The company provided scant technical details about its system, but if its claims hold up, it would represent a breakthrough in Internet telephones, analysts say.

"That would be impressive," says Pat Hurley, a telecommunications consultant and author of "Internet Telephony for Dummies," published last year. But "I'd have to hear it for myself."

Even without the Internet, another type of service, call-back companies, represents a growing challenge to the world's telephone monopolies.

Especially in developing nations, government-owned telephone companies often earn large profits from high rates for international calls.

The call-back services circumvent these monopolies. Here's how.

A customer in Hong Kong would dial a special number in the US, then hang up after a couple of rings. That call carries no charge.

But it registers with a call-back company's computers, which recognize the customer's number in Hong Kong and immediately call it back.

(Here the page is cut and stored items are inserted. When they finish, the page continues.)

impl<'t, 'x> Parser<'t, 'x> {
    fn enter_recursion(&mut self) -> Result<(), ParseError> {
        self.depth += 1;
        if self.depth > MAX_RECURSION {
            return Err(self.error("expression nesting too deep"));
        }
        Ok(())
    }

    fn exit_recursion(&mut self) {
        self.depth -= 1;
    }

    fn current(&self) -> &Token {
        &self.tokens[self.pos]
    }

    fn current_line(&self) -> u32 {
        self.current().line
    }

    fn at_eof(&self) -> bool {
        matches!(self.current().kind, TokenKind::Eof)
    }

    fn bump(&mut self) -> Token {
        let tok = self.tokens[self.pos].clone();
        if self.pos + 1 < self.tokens.len() {
            self.pos += 1;
        }
        tok
    }

    fn skip_newlines(&mut self) {
        while matches!(self.current().kind, TokenKind::Newline) {
            self.bump();
        }
    }

    fn error(&self, message: &str) -> ParseError {
        ParseError::Unexpected {
            line: self.current_line(),
            message: message.to_string(),
        }
    }

    fn expect_ident(&mut self) -> Result<String, ParseError> {
        match self.bump().kind {
            TokenKind::Ident(name) => Ok(name),
            _ => Err(self.error("expected identifier")),
        }
    }

    fn expect_string(&mut self) -> Result<String, ParseError> {
        match self.bump().kind {
            TokenKind::Str(s) => Ok(s),
            _ => Err(self.error("expected a string literal")),
        }
    }

    fn expect(&mut self, kind: TokenKind) -> Result<(), ParseError> {
        if self.current().kind == kind {
            self.bump();
            Ok(())
        } else {
            Err(self.error(&format!("expected {kind:?}")))
        }
    }

    /// `=` and `to` are interchangeable assignment markers throughout
    /// (`set X = v` and `set X to v` both parse the same way).
    fn expect_assign(&mut self) -> Result<(), ParseError> {
        match self.current().kind {
            TokenKind::Eq | TokenKind::KwTo => {
                self.bump();
                Ok(())
            }
            _ => Err(self.error("expected '=' or 'to'")),
        }
    }

    /// Parses statements until EOF or one of `terminators` is seen as
    /// the next keyword (terminators are not consumed).
    fn parse_block(&mut self, terminators: &[TokenKind]) -> Result<Vec<Stmt>, ParseError> {
        self.enter_recursion()?;
        let mut stmts = Vec::new();
        loop {
            self.skip_newlines();
            if self.at_eof() || terminators.contains(&self.current().kind) {
                break;
            }
            stmts.push(self.parse_stmt()?);
        }
        self.exit_recursion();
        Ok(stmts)
    }

    fn parse_stmt(&mut self) -> Result<Stmt, ParseError> {
        let stmt = self.parse_stmt_inner()?;
        if self.current().kind == TokenKind::KwIf
            && !matches!(stmt, Stmt::If { .. } | Stmt::For { .. } | Stmt::Foreach { .. } | Stmt::Label { .. })
        {
            self.bump();
            let condition = self.parse_expr()?;
            return Ok(Stmt::Guarded { stmt: Box::new(stmt), condition });
        }
        Ok(stmt)
    }

    fn parse_stmt_inner(&mut self) -> Result<Stmt, ParseError> {
        let line = self.current_line();
        match self.current().kind.clone() {
            TokenKind::KwSet => {
                self.bump();
                let mut names = vec![self.expect_ident()?];
                while self.current().kind == TokenKind::Comma {
                    self.bump();
                    names.push(self.expect_ident()?);
                }
                let rhs = if self.current().kind == TokenKind::KwFrom {
                    self.bump();
                    SetRhs::From(self.parse_expr()?)
                } else {
                    self.expect_assign()?;
                    let mut values = vec![self.parse_expr()?];
                    while self.current().kind == TokenKind::Comma {
                        self.bump();
                        values.push(self.parse_expr()?);
                    }
                    SetRhs::Values(values)
                };
                Ok(Stmt::Set { names, rhs, line })
            }
            TokenKind::KwConst => {
                self.bump();
                let name = self.expect_ident()?;
                self.expect_assign()?;
                let value = self.parse_expr()?;
                Ok(Stmt::Const { name, value, line })
            }
            TokenKind::KwInc => {
                self.bump();
                Ok(Stmt::Inc { name: self.expect_ident()?, line })
            }
            TokenKind::KwDec => {
                self.bump();
                Ok(Stmt::Dec { name: self.expect_ident()?, line })
            }
            TokenKind::KwPut => {
                self.bump();
                let value = self.parse_expr()?;
                let position = match self.current().kind {
                    TokenKind::KwBefore => PutPosition::Before,
                    TokenKind::KwAfter => PutPosition::After,
                    _ => return Err(self.error("expected 'before' or 'after'")),
                };
                self.bump();
                let name = self.expect_ident()?;
                Ok(Stmt::Put { name, value, position, line })
            }
            TokenKind::KwSwap => {
                self.bump();
                let a = self.expect_ident()?;
                self.expect(TokenKind::Comma)?;
                let b = self.expect_ident()?;
                Ok(Stmt::Swap { a, b, line })
            }
            TokenKind::KwWrite => {
                self.bump();
                Ok(Stmt::Write { value: self.parse_expr()?, line })
            }
            TokenKind::KwCall => {
                self.bump();
                let name = self.expect_ident()?;
                let args = self.parse_call_args()?;
                Ok(Stmt::Call { name, args, line })
            }
            TokenKind::KwInput => {
                self.bump();
                Ok(Stmt::Input { name: self.expect_ident()?, line })
            }
            TokenKind::KwYield => {
                self.bump();
                let value = if self.starts_expr() { Some(self.parse_expr()?) } else { None };
                Ok(Stmt::Yield { value, line })
            }
            TokenKind::KwStop => {
                self.bump();
                Ok(Stmt::Stop { line })
            }
            TokenKind::KwBreak => {
                self.bump();
                Ok(Stmt::Break { line })
            }
            TokenKind::KwContinue => {
                self.bump();
                Ok(Stmt::Continue { line })
            }
            TokenKind::KwReturn => {
                self.bump();
                Ok(Stmt::Return { line })
            }
            TokenKind::KwFrom => {
                self.bump();
                let library = self.expect_ident()?;
                self.expect(TokenKind::KwImport)?;
                let mut symbols = vec![self.expect_ident()?];
                while self.current().kind == TokenKind::Comma {
                    self.bump();
                    symbols.push(self.expect_ident()?);
                }
                Ok(Stmt::Import { library, alias: None, symbols: Some(symbols), line })
            }
            TokenKind::KwImport => {
                self.bump();
                let library = self.expect_ident()?;
                let alias = if self.current().kind == TokenKind::KwAs {
                    self.bump();
                    Some(self.expect_ident()?)
                } else {
                    None
                };
                Ok(Stmt::Import { library, alias, symbols: None, line })
            }
            TokenKind::KwCatch => {
                self.bump();
                let error_class = self.expect_string()?;
                self.expect(TokenKind::KwAt)?;
                let target = self.expect_ident()?;
                Ok(Stmt::Catch { error_class, target, line })
            }
            TokenKind::Str(_) | TokenKind::InterpStr(_) => {
                // A bare string literal at line start is an implicit
                // write to the default output variable.
                Ok(Stmt::Write { value: self.parse_expr()?, line })
            }
            TokenKind::Hash => {
                self.bump();
                let name = self.expect_ident()?;
                let or_target = if self.current().kind == TokenKind::KwOr {
                    self.bump();
                    Some(self.expect_ident()?)
                } else {
                    None
                };
                Ok(Stmt::Label { name, or_target, line })
            }
            TokenKind::KwJump => {
                self.bump();
                let target = self.parse_jump_spec()?;
                Ok(Stmt::Jump { target, line })
            }
            TokenKind::KwIf => self.parse_if(),
            TokenKind::KwFor => self.parse_for(),
            TokenKind::KwForeach => self.parse_foreach(),
            _ => Err(self.error("expected a statement")),
        }
    }

    fn starts_expr(&self) -> bool {
        !matches!(self.current().kind, TokenKind::Newline | TokenKind::Eof)
    }

    fn parse_call_args(&mut self) -> Result<Vec<Expr>, ParseError> {
        if self.current().kind != TokenKind::LParen {
            return Ok(Vec::new());
        }
        self.bump();
        let mut args = Vec::new();
        if self.current().kind != TokenKind::RParen {
            loop {
                args.push(self.parse_expr()?);
                if self.current().kind == TokenKind::Comma {
                    self.bump();
                } else {
                    break;
                }
            }
        }
        self.expect(TokenKind::RParen)?;
        Ok(args)
    }

    fn parse_jump_spec(&mut self) -> Result<JumpSpec, ParseError> {
        if self.current().kind == TokenKind::Hash {
            self.bump();
            let primary = self.expect_ident()?;
            if self.current().kind == TokenKind::KwOr {
                self.bump();
                self.expect(TokenKind::Hash)?;
                let fallback = self.expect_ident()?;
                return Ok(JumpSpec::OrLabel { primary, fallback });
            }
            return Ok(JumpSpec::Label(primary));
        }
        let key = self.parse_expr()?;
        if self.current().kind == TokenKind::KwFrom {
            self.bump();
            // `@E from {...}` dispatches on E's own value against the
            // case map; the `@` here only marks "this jump's target is
            // computed", it isn't a second indirect lookup the way a
            // bare `jump @E` is (there the resolved value is itself
            // looked up again in the Crucible before being used as a
            // target). So a leading `@` is unwrapped to its operand
            // rather than carried into the Keyed key.
            let key = match key {
                Expr::Indirect(inner) => *inner,
                other => other,
            };
            self.expect(TokenKind::LBrace)?;
            let mut cases = Vec::new();
            let mut default = None;
            loop {
                self.skip_newlines();
                if self.current().kind == TokenKind::RBrace {
                    break;
                }
                if let TokenKind::Ident(name) = self.current().kind.clone() {
                    if name == "_" {
                        self.bump();
                        self.expect(TokenKind::Colon)?;
                        self.expect(TokenKind::Hash)?;
                        default = Some(self.expect_ident()?);
                        self.skip_newlines();
                        if self.current().kind == TokenKind::Comma {
                            self.bump();
                        }
                        continue;
                    }
                }
                let case_key = self.parse_expr()?;
                self.expect(TokenKind::Colon)?;
                self.expect(TokenKind::Hash)?;
                let target = self.expect_ident()?;
                cases.push((case_key, target));
                self.skip_newlines();
                if self.current().kind == TokenKind::Comma {
                    self.bump();
                }
            }
            self.skip_newlines();
            self.expect(TokenKind::RBrace)?;
            return Ok(JumpSpec::Keyed { key, cases, default });
        }
        Ok(JumpSpec::Indirect(key))
    }

    fn parse_if(&mut self) -> Result<Stmt, ParseError> {
        let line = self.current_line();
        self.bump(); // if
        let mut branches = Vec::new();
        let cond = self.parse_expr()?;
        let body = self.parse_block(&[TokenKind::KwElseif, TokenKind::KwElse, TokenKind::KwEndif])?;
        branches.push((cond, body));
        loop {
            match self.current().kind {
                TokenKind::KwElseif => {
                    self.bump();
                    let cond = self.parse_expr()?;
                    let body = self.parse_block(&[TokenKind::KwElseif, TokenKind::KwElse, TokenKind::KwEndif])?;
                    branches.push((cond, body));
                }
                _ => break,
            }
        }
        let else_branch = if self.current().kind == TokenKind::KwElse {
            self.bump();
            Some(self.parse_block(&[TokenKind::KwEndif])?)
        } else {
            None
        };
        if self.current().kind != TokenKind::KwEndif {
            return Err(ParseError::UnterminatedBlock { line, expected: "endif" });
        }
        self.bump();
        Ok(Stmt::If { branches, else_branch, line })
    }

    /// Whether the token at the cursor can start a `for` init/step
    /// statement, distinguishing the three-part `for init; cond; step`
    /// form from the while-style `for cond` form.
    fn starts_for_clause(&self) -> bool {
        matches!(
            self.current().kind,
            TokenKind::KwSet | TokenKind::KwInc | TokenKind::KwDec | TokenKind::KwSwap | TokenKind::KwPut | TokenKind::KwCall
        )
    }

    fn parse_for(&mut self) -> Result<Stmt, ParseError> {
        let line = self.current_line();
        self.bump(); // for
        let (init, cond, step) = if self.starts_for_clause() {
            let init = Box::new(self.parse_stmt()?);
            self.expect(TokenKind::Semicolon)?;
            let cond = self.parse_expr()?;
            self.expect(TokenKind::Semicolon)?;
            let step = Box::new(self.parse_stmt()?);
            (Some(init), cond, Some(step))
        } else {
            (None, self.parse_expr()?, None)
        };
        let body = self.parse_block(&[TokenKind::KwEndfor])?;
        if self.current().kind != TokenKind::KwEndfor {
            return Err(ParseError::UnterminatedBlock { line, expected: "endfor" });
        }
        self.bump();
        Ok(Stmt::For { init, cond, step, body, line })
    }

    fn parse_foreach(&mut self) -> Result<Stmt, ParseError> {
        let line = self.current_line();
        self.bump(); // foreach
        let mut vars = vec![self.expect_ident()?];
        if self.current().kind == TokenKind::Comma {
            self.bump();
            vars.push(self.expect_ident()?);
        }
        self.expect(TokenKind::KwIn)?;
        let iterable = self.parse_expr()?;
        let body = self.parse_block(&[TokenKind::KwEndfor])?;
        if self.current().kind != TokenKind::KwEndfor {
            return Err(ParseError::UnterminatedBlock { line, expected: "endfor" });
        }
        self.bump();
        Ok(Stmt::Foreach { vars, iterable, body, line })
    }
}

When the customer answers the phone, he or she hears a US dial tone and makes what amounts to a domestic, US call - at cheaper, US rates: about 35 cents a minute versus about $2 a minute for Hong Kong Telecom.

The business is still small compared with the multibillion-dollar telecommunications industry. Last year, the International Telecommunication Union (ITU) in Geneva estimated call-back revenues at $500 million - $1.2 billion by 1998.

But the impact of call-backs stretches beyond revenues.

Some countries, such as France, have responded with dramatically lower international rates.

More rate reductions are expected next year as the European Union opens its telecommunications industry to competition.

Other countries take a less competitive stance. Twenty-five received ITU permission last year to outlaw call-back services.

"Everybody is concerned," says Kohei Nyshioka, manager of international services at IDC America, the US arm of a Japanese international phone company. "They're just going to grow more and more."

If call-back services overcome quality problems, Internet calling threatens another hole in telecommunications monopolies.

USA Global Link will roll out its Internet-based service in major US cities in the US, plus Germany, Japan, Brazil, Hong Kong, Britain, France, South Africa, Australia, Indonesia, South Korea, Chile, Belgium, Luxembourg, and the Netherlands.

Then it plans a $500 million expansion.

Finding the Deals

If you have friends or relatives abroad who often call the United States or another country, here's how they can cut their phone bills:

Call-back services (where a caller in a high-cost country is called back from a low-cost country) can give them access to cheaper rates.

You can find a list of these carriers on the Internet (www.analysys.com/vlib/reseller.htm). Typically, these carriers also advertise in newspapers and magazines in foreign countries.

Some companies also offer computer users the opportunity to dial anyone long-distance using the Internet at significantly lower cost than even US phone rates.

Two such companies, Global Exchange Carrier Company (www.gxc.com) and IDT Corp. (www.net2phone.com), offer free trials.

The next wave? USA Global Link (www.usagl.com) claims it will offer a breakthrough technology in the next two months that will improve quality and allow even non-computer users to use the Internet to make calls.